(INFORMATION SHOWN Opens)

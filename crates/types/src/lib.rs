//! Shared type definitions for reqterm: request documents, workflow definitions,
//! transport outcomes, and history entries.

pub mod history;
pub mod request;
pub mod workflow;

pub use history::{RunOutcome, WorkflowHistoryEntry};
pub use request::{RequestDefinition, RequestDocument, RequestProtocol, ResponseSnapshot, TestResult};
pub use workflow::{
    BranchAction, BranchOutcome, CaseBranch, ConditionalBranch, ForEachSpec, ForEachStep, IfStep, OnFailurePolicy, RequestStep,
    SwitchStep, WorkflowDefinition, WorkflowStep,
};

/// Serde helpers for string maps authored with scalar values.
///
/// YAML authors write `statuscode: 200` or `retries: 3`; these are stored as
/// strings so option and variable maps stay uniform.
pub(crate) mod scalar_map {
    use indexmap::IndexMap;
    use serde::{Deserialize, Deserializer, Serialize, Serializer, de::Error};
    use serde_json::Value;

    pub fn serialize<S: Serializer>(map: &IndexMap<String, String>, serializer: S) -> Result<S::Ok, S::Error> {
        map.serialize(serializer)
    }

    pub fn deserialize<'de, D: Deserializer<'de>>(deserializer: D) -> Result<IndexMap<String, String>, D::Error> {
        let raw = Option::<IndexMap<String, Value>>::deserialize(deserializer)?.unwrap_or_default();
        raw.into_iter()
            .map(|(key, value)| match value {
                Value::String(text) => Ok((key, text)),
                Value::Null => Ok((key, String::new())),
                Value::Bool(_) | Value::Number(_) => Ok((key, value.to_string())),
                Value::Array(_) | Value::Object(_) => Err(D::Error::custom(format!("value for '{key}' must be a scalar"))),
            })
            .collect()
    }
}
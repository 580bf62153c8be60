//! Turns a request outcome plus declared expectations into a verdict.

use std::time::Duration;

use reqterm_types::{RequestProtocol, RequestStep, ResponseSnapshot};

use crate::executor::RequestOutcome;
use crate::workflow::state::StepStatus;

/// Verdict for one response.
#[derive(Debug, Clone, PartialEq)]
pub struct Classification {
    pub status: StepStatus,
    pub status_text: String,
    pub message: String,
    pub duration: Duration,
    pub error: Option<String>,
}

impl Classification {
    fn new(status: StepStatus, status_text: impl Into<String>, message: impl Into<String>, duration: Duration) -> Self {
        Self {
            status,
            status_text: status_text.into(),
            message: message.into(),
            duration,
            error: None,
        }
    }

    fn failure(status_text: impl Into<String>, message: impl Into<String>, duration: Duration) -> Self {
        let message = message.into();
        Self {
            error: Some(message.clone()),
            ..Self::new(StepStatus::Failed, status_text, message, duration)
        }
    }
}

/// Classifies an outcome.
///
/// `expectations` is the request step's `expect` map owner; branch dispatches
/// pass `None` and get the default status rules. `elapsed` is the wall-clock
/// time since dispatch, used when the transport reports no duration.
pub fn classify(outcome: &RequestOutcome, expectations: Option<&RequestStep>, elapsed: Duration) -> Classification {
    if let Some(error) = &outcome.error {
        return Classification::failure("error", error.clone(), elapsed);
    }
    let Some(response) = &outcome.response else {
        return Classification::failure("error", "no response received", elapsed);
    };

    let duration = response.duration.unwrap_or(elapsed);
    let status_text = if response.status.trim().is_empty() {
        response.status_code.to_string()
    } else {
        response.status.clone()
    };
    let has_expectation = expectations.is_some_and(RequestStep::has_status_expectation);

    if !has_expectation && is_error_status(response) {
        return Classification::failure(status_text.clone(), format!("request failed with status {status_text}"), duration);
    }

    if let Some(script_error) = &outcome.script_error {
        return Classification::failure(status_text, format!("script error: {script_error}"), duration);
    }
    if let Some(test) = outcome.tests.iter().find(|test| !test.passed) {
        let message = match test.message.as_deref().filter(|message| !message.trim().is_empty()) {
            Some(detail) => format!("test '{}' failed: {detail}", test.name),
            None => format!("test '{}' failed", test.name),
        };
        return Classification::failure(status_text, message, duration);
    }

    if let Some(step) = expectations {
        if let Some(expected) = step.expected_status()
            && !status_matches(expected, response)
        {
            return Classification::failure(status_text.clone(), format!("expected status '{expected}', got '{status_text}'"), duration);
        }
        if let Some(expected) = step.expected_status_code() {
            let Ok(code) = expected.trim().parse::<u16>() else {
                return Classification::failure(status_text, format!("invalid expected status code '{expected}'"), duration);
            };
            if code != response.status_code {
                return Classification::failure(
                    status_text,
                    format!("expected status code {code}, got {}", response.status_code),
                    duration,
                );
            }
        }
    }

    let message = if outcome.tests.is_empty() {
        String::new()
    } else {
        format!("{} test(s) passed", outcome.tests.len())
    };
    Classification::new(StepStatus::Succeeded, status_text, message, duration)
}

fn is_error_status(response: &ResponseSnapshot) -> bool {
    match response.protocol {
        RequestProtocol::Grpc => response.status_code != 0,
        RequestProtocol::Http | RequestProtocol::Graphql => response.status_code >= 400,
    }
}

fn status_matches(expected: &str, response: &ResponseSnapshot) -> bool {
    response.status.trim().eq_ignore_ascii_case(expected.trim())
}
//! User settings persistence for the reqterm CLI.
//!
//! A small JSON-backed store for defaults the user can change between runs:
//! the environment picked when none is given, how many history entries to keep,
//! and the per-request timeout. The file lives in the standard configuration
//! directory (`~/.config/reqterm/settings.json` on most platforms) unless
//! `REQTERM_SETTINGS_PATH` overrides it.

use std::fs;
use std::path::{Path, PathBuf};
use std::sync::Mutex;
use std::time::Duration;

use serde::{Deserialize, Serialize};
use thiserror::Error;
use tracing::warn;

use crate::history_store::DEFAULT_HISTORY_LIMIT;
use crate::path_processing::{config_file_path, expand_tilde};

/// Environment variable allowing callers to override the settings file path.
pub const SETTINGS_PATH_ENV: &str = "REQTERM_SETTINGS_PATH";

/// Default filename for the JSON payload.
pub const SETTINGS_FILE_NAME: &str = "settings.json";

/// Request timeout applied when the settings file does not name one.
pub const DEFAULT_REQUEST_TIMEOUT_SECS: u64 = 30;

/// Error surfaced when reading or writing settings fails.
#[derive(Debug, Error)]
pub enum SettingsError {
    #[error("settings I/O error: {0}")]
    Io(#[from] std::io::Error),
    #[error("settings serialization error: {0}")]
    Serialization(#[from] serde_json::Error),
}

/// Persisted setting values. Missing fields fall back to built-in defaults.
#[derive(Debug, Default, Clone, Serialize, Deserialize, PartialEq, Eq)]
pub struct SettingsPayload {
    #[serde(default, skip_serializing_if = "Option::is_none")]
    pub default_environment: Option<String>,
    #[serde(default, skip_serializing_if = "Option::is_none")]
    pub history_limit: Option<usize>,
    #[serde(default, skip_serializing_if = "Option::is_none")]
    pub request_timeout_secs: Option<u64>,
}

/// Thread-safe settings store backed by a JSON file.
#[derive(Debug)]
pub struct UserSettings {
    path: PathBuf,
    payload: Mutex<SettingsPayload>,
    persist_to_disk: bool,
}

impl UserSettings {
    /// Load settings from the default location.
    pub fn load() -> Result<Self, SettingsError> {
        Self::with_path(config_file_path(SETTINGS_PATH_ENV, SETTINGS_FILE_NAME))
    }

    /// Load settings from an explicit path.
    pub fn with_path(path: impl AsRef<Path>) -> Result<Self, SettingsError> {
        let resolved_path = expand_tilde(&path.as_ref().to_string_lossy());
        let payload = load_payload(&resolved_path)?;
        Ok(Self {
            path: resolved_path,
            payload: Mutex::new(payload),
            persist_to_disk: true,
        })
    }

    /// Build an in-memory store used when the config directory cannot be accessed.
    pub fn ephemeral() -> Self {
        Self {
            path: PathBuf::new(),
            payload: Mutex::new(SettingsPayload::default()),
            persist_to_disk: false,
        }
    }

    pub fn path(&self) -> &Path {
        &self.path
    }

    /// Environment used when a run does not select one explicitly.
    pub fn default_environment(&self) -> Option<String> {
        self.payload.lock().expect("settings lock poisoned").default_environment.clone()
    }

    pub fn history_limit(&self) -> usize {
        self.payload
            .lock()
            .expect("settings lock poisoned")
            .history_limit
            .unwrap_or(DEFAULT_HISTORY_LIMIT)
    }

    pub fn request_timeout(&self) -> Duration {
        let secs = self
            .payload
            .lock()
            .expect("settings lock poisoned")
            .request_timeout_secs
            .filter(|secs| *secs > 0)
            .unwrap_or(DEFAULT_REQUEST_TIMEOUT_SECS);
        Duration::from_secs(secs)
    }

    /// Persist a new default environment. `None` clears it.
    pub fn set_default_environment(&self, environment: Option<String>) -> Result<(), SettingsError> {
        let mut payload = self.payload.lock().expect("settings lock poisoned");
        payload.default_environment = environment.filter(|name| !name.trim().is_empty());
        if self.persist_to_disk {
            self.save_locked(&payload)?;
        }
        Ok(())
    }

    fn save_locked(&self, payload: &SettingsPayload) -> Result<(), SettingsError> {
        if let Some(parent) = self.path.parent() {
            fs::create_dir_all(parent)?;
        }
        let data = serde_json::to_string_pretty(payload)?;
        fs::write(&self.path, data)?;
        Ok(())
    }
}

fn load_payload(path: &Path) -> Result<SettingsPayload, SettingsError> {
    match fs::read_to_string(path) {
        Ok(data) => match serde_json::from_str(&data) {
            Ok(payload) => Ok(payload),
            Err(error) => {
                warn!(
                    path = %path.display(),
                    error = %error,
                    "Failed to parse settings file; using defaults"
                );
                Ok(SettingsPayload::default())
            }
        },
        Err(error) if error.kind() == std::io::ErrorKind::NotFound => Ok(SettingsPayload::default()),
        Err(error) => Err(SettingsError::Io(error)),
    }
}

#[cfg(test)]
mod tests {
    use super::*;
    use tempfile::tempdir;

    #[test]
    fn missing_file_yields_defaults() {
        let dir = tempdir().unwrap();
        let settings = UserSettings::with_path(dir.path().join("settings.json")).unwrap();
        assert_eq!(settings.default_environment(), None);
        assert_eq!(settings.history_limit(), DEFAULT_HISTORY_LIMIT);
        assert_eq!(settings.request_timeout(), Duration::from_secs(DEFAULT_REQUEST_TIMEOUT_SECS));
    }

    #[test]
    fn default_environment_round_trips_through_disk() {
        let dir = tempdir().unwrap();
        let path = dir.path().join("nested").join("settings.json");
        let settings = UserSettings::with_path(&path).unwrap();
        settings.set_default_environment(Some("staging".into())).unwrap();

        let reloaded = UserSettings::with_path(&path).unwrap();
        assert_eq!(reloaded.default_environment().as_deref(), Some("staging"));
    }

    #[test]
    fn reads_limits_and_ignores_zero_timeout() {
        let dir = tempdir().unwrap();
        let path = dir.path().join("settings.json");
        fs::write(&path, r#"{"history_limit": 5, "request_timeout_secs": 0}"#).unwrap();

        let settings = UserSettings::with_path(&path).unwrap();
        assert_eq!(settings.history_limit(), 5);
        assert_eq!(settings.request_timeout(), Duration::from_secs(DEFAULT_REQUEST_TIMEOUT_SECS));
    }

    #[test]
    fn corrupt_file_falls_back_to_defaults() {
        let dir = tempdir().unwrap();
        let path = dir.path().join("settings.json");
        fs::write(&path, "{ nope").unwrap();
        let settings = UserSettings::with_path(&path).unwrap();
        assert_eq!(settings.history_limit(), DEFAULT_HISTORY_LIMIT);
    }

    #[test]
    fn ephemeral_store_never_touches_disk() {
        let settings = UserSettings::ephemeral();
        settings.set_default_environment(Some("dev".into())).unwrap();
        assert_eq!(settings.default_environment().as_deref(), Some("dev"));
        assert_eq!(settings.path(), Path::new(""));
    }

    #[test]
    fn load_honors_env_override() {
        let dir = tempdir().unwrap();
        let path = dir.path().join("custom.json");
        fs::write(&path, r#"{"default_environment": "prod"}"#).unwrap();
        temp_env::with_var(SETTINGS_PATH_ENV, Some(path.to_string_lossy().to_string()), || {
            let settings = UserSettings::load().unwrap();
            assert_eq!(settings.default_environment().as_deref(), Some("prod"));
        });
    }
}
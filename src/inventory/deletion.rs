use std::time::{Duration, Instant};

use serde::Serialize;

use crate::models::Product;

/// How long a first delete request stays armed.
pub const CONFIRMATION_WINDOW: Duration = Duration::from_secs(3);

#[derive(Debug, Clone, Serialize, PartialEq, Eq)]
#[serde(rename_all = "camelCase", tag = "status")]
pub enum DeleteOutcome {
    /// First request; repeat within the window to commit.
    ConfirmationRequired,
    Deleted { product: Product },
    NotFound,
}

/// Confirm-then-commit bookkeeping for product deletion.
#[derive(Debug)]
pub struct DeletionGuard {
    pending: Option<(String, Instant)>,
    window: Duration,
}

impl Default for DeletionGuard {
    fn default() -> Self {
        Self::new(CONFIRMATION_WINDOW)
    }
}

impl DeletionGuard {
    pub fn new(window: Duration) -> Self {
        Self {
            pending: None,
            window,
        }
    }

    /// Returns true when this request confirms an armed one for the same barcode.
    /// Otherwise the request (re)arms the confirmation.
    pub fn request(&mut self, barcode: &str, now: Instant) -> bool {
        let confirmed = matches!(
            &self.pending,
            Some((armed, at)) if armed == barcode && now.duration_since(*at) <= self.window
        );

        if confirmed {
            self.pending = None;
        } else {
            self.pending = Some((barcode.to_string(), now));
        }
        confirmed
    }

    pub fn clear(&mut self) {
        self.pending = None;
    }

    pub fn is_armed_for(&self, barcode: &str, now: Instant) -> bool {
        matches!(
            &self.pending,
            Some((armed, at)) if armed == barcode && now.duration_since(*at) <= self.window
        )
    }
}
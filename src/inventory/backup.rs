//! Export and restore of the whole catalog plus settings as a JSON file.

use std::path::{Path, PathBuf};

use anyhow::{bail, Context, Result};
use chrono::{DateTime, NaiveDate, Utc};
use log::{info, warn};
use serde::Serialize;

use crate::models::{BackupDocument, Product, Settings};
use crate::settings::SettingsStore;

use super::{Inventory, InventoryStore};

/// A parsed import that has not been applied yet.
#[derive(Debug, Clone)]
pub struct ImportCandidate {
    pub inventory: Inventory,
    /// Absent when the document carried no usable settings block.
    pub settings: Option<Settings>,
    pub exported_at: Option<DateTime<Utc>>,
}

/// What the user confirms before a restore replaces their data.
#[derive(Debug, Clone, Serialize, PartialEq, Eq)]
#[serde(rename_all = "camelCase")]
pub struct ImportPreview {
    pub current_count: usize,
    pub incoming_count: usize,
    pub includes_settings: bool,
    pub exported_at: Option<DateTime<Utc>>,
}

impl ImportCandidate {
    pub fn preview(&self, current: &Inventory) -> ImportPreview {
        ImportPreview {
            current_count: current.len(),
            incoming_count: self.inventory.len(),
            includes_settings: self.settings.is_some(),
            exported_at: self.exported_at,
        }
    }
}

pub fn build_backup(inventory: &Inventory, settings: Settings, now: DateTime<Utc>) -> BackupDocument {
    BackupDocument {
        timestamp: now,
        inventory: inventory.clone().into_products(),
        settings,
    }
}

pub fn backup_file_name(date: NaiveDate) -> String {
    format!("stock_backup_{}.json", date.format("%Y-%m-%d"))
}

/// Write `document` as pretty JSON into `dir`, returning the file path.
pub async fn write_backup(dir: &Path, document: &BackupDocument) -> Result<PathBuf> {
    let contents =
        serde_json::to_string_pretty(document).context("failed to serialize backup")?;
    let path = dir.join(backup_file_name(document.timestamp.date_naive()));

    tokio::fs::create_dir_all(dir)
        .await
        .with_context(|| format!("failed to create backup directory {}", dir.display()))?;
    tokio::fs::write(&path, contents)
        .await
        .with_context(|| format!("failed to write backup {}", path.display()))?;

    Ok(path)
}

/// Validate an import document. Only a present `inventory` array is required;
/// settings and timestamp are taken when they parse.
pub fn parse_backup(contents: &str) -> Result<ImportCandidate> {
    let document: serde_json::Value =
        serde_json::from_str(contents).context("backup file is not valid JSON")?;

    let inventory = match document.get("inventory") {
        Some(serde_json::Value::Array(items)) => items.clone(),
        Some(_) => bail!("backup inventory must be a list of products"),
        None => bail!("backup file has no inventory"),
    };

    let products: Vec<Product> = serde_json::from_value(serde_json::Value::Array(inventory))
        .context("backup inventory contains an invalid product")?;

    let settings = match document.get("settings") {
        Some(value) => match serde_json::from_value::<Settings>(value.clone()) {
            Ok(settings) => Some(settings),
            Err(err) => {
                warn!("Ignoring unreadable settings in backup: {err}");
                None
            }
        },
        None => None,
    };

    let exported_at = document
        .get("timestamp")
        .and_then(|value| value.as_str())
        .and_then(|raw| DateTime::parse_from_rfc3339(raw).ok())
        .map(|ts| ts.with_timezone(&Utc));

    Ok(ImportCandidate {
        inventory: Inventory::from(products),
        settings,
        exported_at,
    })
}

pub async fn export_backup(
    inventory: &InventoryStore,
    settings: &SettingsStore,
    dir: &Path,
) -> Result<PathBuf> {
    let document = build_backup(&inventory.snapshot(), settings.settings(), Utc::now());
    let path = write_backup(dir, &document).await?;
    info!(
        "Exported {} products to {}",
        document.inventory.len(),
        path.display()
    );
    Ok(path)
}

pub async fn read_backup(path: &Path) -> Result<ImportCandidate> {
    let contents = tokio::fs::read_to_string(path)
        .await
        .with_context(|| format!("failed to read backup {}", path.display()))?;
    parse_backup(&contents)
}

/// Apply a confirmed import: the catalog is replaced wholesale and settings
/// only when the document carried them.
pub async fn restore_backup(
    inventory: &InventoryStore,
    settings: &SettingsStore,
    candidate: ImportCandidate,
) -> Result<()> {
    let incoming = candidate.inventory.len();
    inventory
        .commit(candidate.inventory)
        .await
        .context("failed to restore inventory")?;

    if let Some(restored) = candidate.settings {
        settings.replace(restored).await?;
    }

    info!("Restored {incoming} products from backup");
    Ok(())
}

#[cfg(test)]
mod tests {
    use super::*;
    use crate::db::Database;
    use crate::inventory::NewProduct;

    async fn open_stores(dir: &tempfile::TempDir) -> (InventoryStore, SettingsStore) {
        let db = Database::new(dir.path().join("stockscan.sqlite3")).unwrap();
        (
            InventoryStore::load(db.clone()).await.unwrap(),
            SettingsStore::load(db).await.unwrap(),
        )
    }

    #[test]
    fn file_name_uses_calendar_date() {
        let date = NaiveDate::from_ymd_opt(2024, 3, 9).unwrap();
        assert_eq!(backup_file_name(date), "stock_backup_2024-03-09.json");
    }

    #[test]
    fn import_requires_inventory_array() {
        assert!(parse_backup("not json").is_err());
        assert!(parse_backup(r#"{"settings":{"threshold":2}}"#).is_err());
        assert!(parse_backup(r#"{"inventory":{"a":1}}"#).is_err());

        let candidate = parse_backup(r#"{"inventory":[]}"#).unwrap();
        assert!(candidate.inventory.is_empty());
        assert!(candidate.settings.is_none());
        assert!(candidate.exported_at.is_none());
    }

    #[tokio::test]
    async fn rejected_import_leaves_inventory_alone() {
        let dir = tempfile::tempdir().unwrap();
        let (inventory, _settings) = open_stores(&dir).await;
        inventory
            .add_product(NewProduct {
                barcode: "1".into(),
                name: "Tea".into(),
                quantity: 2,
            })
            .await
            .unwrap();

        let backup = dir.path().join("broken.json");
        tokio::fs::write(&backup, r#"{"timestamp":"2024-01-01T00:00:00Z"}"#)
            .await
            .unwrap();

        assert!(read_backup(&backup).await.is_err());
        assert_eq!(inventory.snapshot().len(), 1);
    }

    #[tokio::test]
    async fn export_then_restore_reproduces_state() {
        let dir = tempfile::tempdir().unwrap();
        let (inventory, settings) = open_stores(&dir).await;
        inventory
            .add_product(NewProduct {
                barcode: "4006381333931".into(),
                name: "Tea".into(),
                quantity: 4,
            })
            .await
            .unwrap();
        inventory.update_stock("4006381333931", -1).await.unwrap();
        settings.update_threshold(8).await.unwrap();

        let exported = inventory.snapshot();
        let path = export_backup(&inventory, &settings, dir.path()).await.unwrap();
        assert!(path
            .file_name()
            .unwrap()
            .to_string_lossy()
            .starts_with("stock_backup_"));

        inventory.commit(Inventory::default()).await.unwrap();
        settings.update_threshold(1).await.unwrap();

        let candidate = read_backup(&path).await.unwrap();
        let preview = candidate.preview(&inventory.snapshot());
        assert_eq!(preview.current_count, 0);
        assert_eq!(preview.incoming_count, 1);
        assert!(preview.includes_settings);
        assert!(preview.exported_at.is_some());

        restore_backup(&inventory, &settings, candidate).await.unwrap();
        assert_eq!(*inventory.snapshot(), *exported);
        assert_eq!(settings.threshold(), 8);
    }

    #[tokio::test]
    async fn restore_without_settings_keeps_current_settings() {
        let dir = tempfile::tempdir().unwrap();
        let (inventory, settings) = open_stores(&dir).await;
        settings.update_threshold(6).await.unwrap();

        let candidate = parse_backup(
            r#"{"inventory":[{"barcode":"9","name":"Jam","quantity":1,"lastUpdated":5}]}"#,
        )
        .unwrap();
        restore_backup(&inventory, &settings, candidate).await.unwrap();

        assert_eq!(settings.threshold(), 6);
        assert_eq!(inventory.lookup("9").unwrap().name, "Jam");
    }
}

(INFORMATION SHOWN Closes)

**WHAT TO PRODUCE**
Look through the entries above; copy each line where the string "tokio" appears.

**ANSWER SPACE**
    tokio::fs::create_dir_all(dir)
    tokio::fs::write(&path, contents)
    let contents = tokio::fs::read_to_string(path)
    #[tokio::test]
        tokio::fs::write(&backup, r#"{"timestamp":"2024-01-01T00:00:00Z"}"#)
    #[tokio::test]
    #[tokio::test]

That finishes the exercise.